Bad Economics: Student Evaluations Can’t Be Used to Assess Professors. They’re Discriminatory against women. (says study with n=2)
This is part of a series explaining common economics misconceptions TL;DR: Professor publishes a terrible, terrible paper. I tear it apart. Intended readership: I assume you took some undergrad statistics.
In a recent Slate article, a TexasTech professor argues that, because teacher assessments are biased against women, they’re unacceptable to consider employee performance. While I would be easily convinced there’s gender bias in teacher evaluations, the paper the author uses to back up her claims is a heap of methodological garbage, which is what we’ll talk about today.
The authors inspired their study on MacNell et al. (2015) which actually does something pretty cool: they switch the name of male/female TAs (which only interact through forum posts) in online courses as a way to create a natural experiment. This is similar to the way racial discrimination is studied in the labor market by switching names on resumes sent out randomly.

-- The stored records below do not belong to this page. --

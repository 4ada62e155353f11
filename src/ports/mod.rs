//! Port traits at the edges of the domain.

pub mod classifier_port;
pub mod config_port;
pub mod fill_port;
pub mod report_port;
//! Configuration validation.
//!
//! Validates every recognised key before an analysis runs. Absent keys are
//! fine; present keys must hold usable values.

use crate::domain::distribution::BinMode;
use crate::domain::error::TradebookError;
use crate::ports::config_port::ConfigPort;

pub const MAX_HISTOGRAM_BINS: i64 = 200;

pub fn validate_config(config: &dyn ConfigPort) -> Result<(), TradebookError> {
    validate_analysis_config(config)?;
    validate_matching_config(config)?;
    validate_report_config(config)?;
    Ok(())
}

pub fn validate_analysis_config(config: &dyn ConfigPort) -> Result<(), TradebookError> {
    validate_histogram_bins(config)?;
    validate_histogram_mode(config)?;
    validate_annualization_factor(config)?;
    validate_risk_free_rate(config)?;
    Ok(())
}

pub fn validate_matching_config(config: &dyn ConfigPort) -> Result<(), TradebookError> {
    validate_bool(config, "matching", "parallel")?;
    validate_parallel_threshold(config)?;
    Ok(())
}

pub fn validate_report_config(config: &dyn ConfigPort) -> Result<(), TradebookError> {
    validate_bool(config, "report", "pretty")?;
    if let Some(output) = config.get_string("report", "output")
        && output.trim().is_empty()
    {
        return Err(invalid("report", "output", "output must not be empty"));
    }
    Ok(())
}

fn invalid(section: &str, key: &str, reason: &str) -> TradebookError {
    TradebookError::ConfigInvalid {
        section: section.to_string(),
        key: key.to_string(),
        reason: reason.to_string(),
    }
}

/// A present value that does not parse falls back to the lookup default, so
/// parse failures are caught by reading the raw string.
fn raw_number(
    config: &dyn ConfigPort,
    section: &str,
    key: &str,
) -> Result<Option<f64>, TradebookError> {
    match config.get_string(section, key) {
        None => Ok(None),
        Some(s) => s
            .trim()
            .parse::<f64>()
            .ok()
            .filter(|v| v.is_finite())
            .map(Some)
            .ok_or_else(|| invalid(section, key, &format!("{key} must be a number"))),
    }
}

/// Integer keys are read with `get_int`, which rejects decimal spellings such
/// as `20.0`, so they must parse as integers here too.
fn raw_integer(
    config: &dyn ConfigPort,
    section: &str,
    key: &str,
) -> Result<Option<i64>, TradebookError> {
    match config.get_string(section, key) {
        None => Ok(None),
        Some(s) => s
            .trim()
            .parse::<i64>()
            .map(Some)
            .map_err(|_| invalid(section, key, &format!("{key} must be a whole number"))),
    }
}

fn validate_histogram_bins(config: &dyn ConfigPort) -> Result<(), TradebookError> {
    let Some(value) = raw_integer(config, "analysis", "histogram_bins")? else {
        return Ok(());
    };
    if !(1..=MAX_HISTOGRAM_BINS).contains(&value) {
        return Err(invalid(
            "analysis",
            "histogram_bins",
            &format!("histogram_bins must be a whole number between 1 and {MAX_HISTOGRAM_BINS}"),
        ));
    }
    Ok(())
}

fn validate_histogram_mode(config: &dyn ConfigPort) -> Result<(), TradebookError> {
    match config.get_string("analysis", "histogram_mode") {
        Some(mode) => mode
            .parse::<BinMode>()
            .map(|_| ())
            .map_err(|reason| invalid("analysis", "histogram_mode", &reason)),
        None => Ok(()),
    }
}

fn validate_annualization_factor(config: &dyn ConfigPort) -> Result<(), TradebookError> {
    if let Some(value) = raw_number(config, "analysis", "annualization_factor")?
        && value <= 0.0
    {
        return Err(invalid(
            "analysis",
            "annualization_factor",
            "annualization_factor must be positive",
        ));
    }
    Ok(())
}

fn validate_risk_free_rate(config: &dyn ConfigPort) -> Result<(), TradebookError> {
    if let Some(value) = raw_number(config, "analysis", "risk_free_rate")?
        && value < 0.0
    {
        return Err(invalid(
            "analysis",
            "risk_free_rate",
            "risk_free_rate must be non-negative",
        ));
    }
    Ok(())
}

fn validate_parallel_threshold(config: &dyn ConfigPort) -> Result<(), TradebookError> {
    if let Some(value) = raw_integer(config, "matching", "parallel_threshold")?
        && value < 0
    {
        return Err(invalid(
            "matching",
            "parallel_threshold",
            "parallel_threshold must be a non-negative whole number",
        ));
    }
    Ok(())
}

fn validate_bool(config: &dyn ConfigPort, section: &str, key: &str) -> Result<(), TradebookError> {
    match config.get_string(section, key) {
        None => Ok(()),
        Some(s) => match s.trim().to_ascii_lowercase().as_str() {
            "true" | "false" | "yes" | "no" | "on" | "off" | "1" | "0" => Ok(()),
            _ => Err(invalid(section, key, &format!("{key} must be true or false"))),
        },
    }
}

#[cfg(test)]
mod tests {
    use super::*;
    use crate::adapters::file_config_adapter::FileConfigAdapter;

    fn make_config(content: &str) -> FileConfigAdapter {
        FileConfigAdapter::from_string(content).unwrap()
    }

    fn invalid_key(err: TradebookError) -> String {
        match err {
            TradebookError::ConfigInvalid { key, .. } => key,
            other => panic!("expected ConfigInvalid, got {other}"),
        }
    }

    #[test]
    fn valid_config_passes() {
        let config = make_config(
            r#"
[analysis]
histogram_bins = 20
histogram_mode = quantile
annualization_factor = 252
risk_free_rate = 0.0

[matching]
parallel = false
parallel_threshold = 128

[report]
pretty = true
output = out/report.json
"#,
        );
        assert!(validate_config(&config).is_ok());
    }

    #[test]
    fn empty_config_passes() {
        assert!(validate_config(&make_config("")).is_ok());
    }

    #[test]
    fn histogram_bins_zero_fails() {
        let config = make_config("[analysis]\nhistogram_bins = 0\n");
        assert_eq!(invalid_key(validate_config(&config).unwrap_err()), "histogram_bins");
    }

    #[test]
    fn histogram_bins_above_max_fails() {
        let config = make_config("[analysis]\nhistogram_bins = 500\n");
        assert_eq!(invalid_key(validate_config(&config).unwrap_err()), "histogram_bins");
    }

    #[test]
    fn histogram_bins_not_a_number_fails() {
        let config = make_config("[analysis]\nhistogram_bins = lots\n");
        assert_eq!(invalid_key(validate_config(&config).unwrap_err()), "histogram_bins");
    }

    #[test]
    fn histogram_bins_decimal_spelling_fails() {
        let config = make_config("[analysis]\nhistogram_bins = 20.0\n");
        assert_eq!(invalid_key(validate_config(&config).unwrap_err()), "histogram_bins");
    }

    #[test]
    fn unknown_histogram_mode_fails() {
        let config = make_config("[analysis]\nhistogram_mode = log\n");
        assert_eq!(invalid_key(validate_config(&config).unwrap_err()), "histogram_mode");
    }

    #[test]
    fn annualization_factor_zero_fails() {
        let config = make_config("[analysis]\nannualization_factor = 0\n");
        assert_eq!(
            invalid_key(validate_config(&config).unwrap_err()),
            "annualization_factor"
        );
    }

    #[test]
    fn risk_free_rate_negative_fails() {
        let config = make_config("[analysis]\nrisk_free_rate = -0.05\n");
        assert_eq!(invalid_key(validate_config(&config).unwrap_err()), "risk_free_rate");
    }

    #[test]
    fn parallel_flag_must_be_boolean() {
        let config = make_config("[matching]\nparallel = maybe\n");
        assert_eq!(invalid_key(validate_config(&config).unwrap_err()), "parallel");
    }

    #[test]
    fn parallel_threshold_negative_fails() {
        let config = make_config("[matching]\nparallel_threshold = -1\n");
        assert_eq!(
            invalid_key(validate_config(&config).unwrap_err()),
            "parallel_threshold"
        );
    }

    #[test]
    fn parallel_threshold_decimal_spelling_fails() {
        let config = make_config("[matching]\nparallel_threshold = 5.0\n");
        assert_eq!(
            invalid_key(validate_config(&config).unwrap_err()),
            "parallel_threshold"
        );
    }
}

The problem is that instead of replication MacNell et al. (2015), they instead got the evaluations of two online courses, one by a male professor and one by a female.[footnote]Extra bad: the appendix doesn’t say if the lectures are actually the same, only that the “content” is the same. This ambiguity is concerning[/footnote] So the entire methodological design goes out of the window: we’re now just comparing the evaluations of two people who happen to be of different genders.

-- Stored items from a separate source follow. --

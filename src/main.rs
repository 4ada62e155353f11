use clap::Parser;
use tradebook::cli::{Cli, run};

fn main() -> std::process::ExitCode {
    env_logger::Builder::from_env(env_logger::Env::default().default_filter_or("info")).init();
    run(Cli::parse())
}
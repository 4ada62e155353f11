//! Raw fills and canonical trade legs.

use chrono::{NaiveDate, NaiveDateTime};
use serde::Serialize;
use std::fmt;
use std::str::FromStr;

/// One row as handed over by a fill source, before any validation.
///
/// `row` is the 1-based data row number and is the tie-breaker for fills
/// sharing a timestamp.
#[derive(Debug, Clone, Default, PartialEq)]
pub struct RawFill {
    pub row: usize,
    pub instrument_code: String,
    pub side: String,
    pub quantity: String,
    pub price: String,
    pub timestamp: String,
    pub expiry_date: Option<String>,
}

#[derive(Debug, Clone, Copy, PartialEq, Eq, Hash, Serialize)]
#[serde(rename_all = "lowercase")]
pub enum Side {
    Buy,
    Sell,
}

impl Side {
    pub fn opposite(self) -> Side {
        match self {
            Side::Buy => Side::Sell,
            Side::Sell => Side::Buy,
        }
    }
}

impl FromStr for Side {
    type Err = String;

    fn from_str(s: &str) -> Result<Self, Self::Err> {
        match s.trim().to_ascii_lowercase().as_str() {
            "buy" | "b" => Ok(Side::Buy),
            "sell" | "s" => Ok(Side::Sell),
            other => Err(format!("unknown side: {other}")),
        }
    }
}

impl fmt::Display for Side {
    fn fmt(&self, f: &mut fmt::Formatter<'_>) -> fmt::Result {
        match self {
            Side::Buy => write!(f, "buy"),
            Side::Sell => write!(f, "sell"),
        }
    }
}

#[derive(Debug, Clone, Copy, PartialEq, Eq, Hash, PartialOrd, Ord, Serialize)]
#[serde(rename_all = "lowercase")]
pub enum InstrumentType {
    Future,
    Call,
    Put,
    Unknown,
}

impl fmt::Display for InstrumentType {
    fn fmt(&self, f: &mut fmt::Formatter<'_>) -> fmt::Result {
        let s = match self {
            InstrumentType::Future => "future",
            InstrumentType::Call => "call",
            InstrumentType::Put => "put",
            InstrumentType::Unknown => "unknown",
        };
        write!(f, "{s}")
    }
}

/// What the instrument classifier knows about a trading code.
#[derive(Debug, Clone, PartialEq, Serialize)]
pub struct Classification {
    pub underlying: String,
    pub instrument_type: InstrumentType,
    pub strike: Option<f64>,
    pub expiry_date: Option<NaiveDate>,
    pub is_weekly: bool,
    pub is_monthly: bool,
    pub is_index: bool,
}

impl Classification {
    /// Fallback used when a code cannot be classified: the raw code stands in
    /// for the underlying so grouping still works.
    pub fn unclassified(code: &str) -> Self {
        Classification {
            underlying: code.to_string(),
            instrument_type: InstrumentType::Unknown,
            strike: None,
            expiry_date: None,
            is_weekly: false,
            is_monthly: false,
            is_index: false,
        }
    }
}

/// One executed fill after normalization. Never mutated once built.
#[derive(Debug, Clone, PartialEq)]
pub struct TradeLeg {
    pub row: usize,
    pub instrument_code: String,
    pub classification: Classification,
    pub side: Side,
    pub quantity: u64,
    pub price: f64,
    pub timestamp: NaiveDateTime,
}

impl TradeLeg {
    pub fn underlying(&self) -> &str {
        &self.classification.underlying
    }

    pub fn expiry_date(&self) -> Option<NaiveDate> {
        self.classification.expiry_date
    }
}

#[cfg(test)]
mod tests {
    use super::*;

    #[test]
    fn side_parses_case_insensitively() {
        assert_eq!("BUY".parse::<Side>(), Ok(Side::Buy));
        assert_eq!(" sell ".parse::<Side>(), Ok(Side::Sell));
        assert_eq!("b".parse::<Side>(), Ok(Side::Buy));
        assert!("hold".parse::<Side>().is_err());
    }

    #[test]
    fn side_opposite() {
        assert_eq!(Side::Buy.opposite(), Side::Sell);
        assert_eq!(Side::Sell.opposite(), Side::Buy);
    }

    #[test]
    fn unclassified_keeps_raw_code() {
        let c = Classification::unclassified("WEIRD123");
        assert_eq!(c.underlying, "WEIRD123");
        assert_eq!(c.instrument_type, InstrumentType::Unknown);
        assert!(c.expiry_date.is_none());
        assert!(!c.is_index);
    }

    #[test]
    fn instrument_type_serializes_lowercase() {
        let json = serde_json::to_string(&InstrumentType::Call).unwrap();
        assert_eq!(json, "\"call\"");
    }
}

In addition to that, the authors use an entirely subjective methodology (based on no previous cited research) to analyze the topics in the reviews. I’ve never seen something this blatant – they make up topics and barely explain the criteria to fit a review in the topic [footnote]I’m serious. Look at page 2 in the supplementary material[/footnote]. They might as well make up numbers for table 1 and 2 and save everyone time.
The worse part is that there is a way to do this sort of topic analysis more rigorously – you can do latent dirichlet allocation (LDA) on the words in each review and split those by the (perceived) gender of the instructor. In fact, doing LDA on scraped data from RateMyProfessors, splitting the data by gender and controlling for the class given and fixed effects of the individual professors would probably probably be the next best way to do a study of the topic after the Macnell et al. (2015) kind of methodology.
Extra pedantry: Comparing ordinal values like 5-point scale reviews by t-testing their mean is bad methodology. The difference between 5 and 4 is not the same as the difference between 1 and 2 – comparing means makes no sense. They should have used something like a Mann-Withney U-Test or testing the data through an ordered probit regression.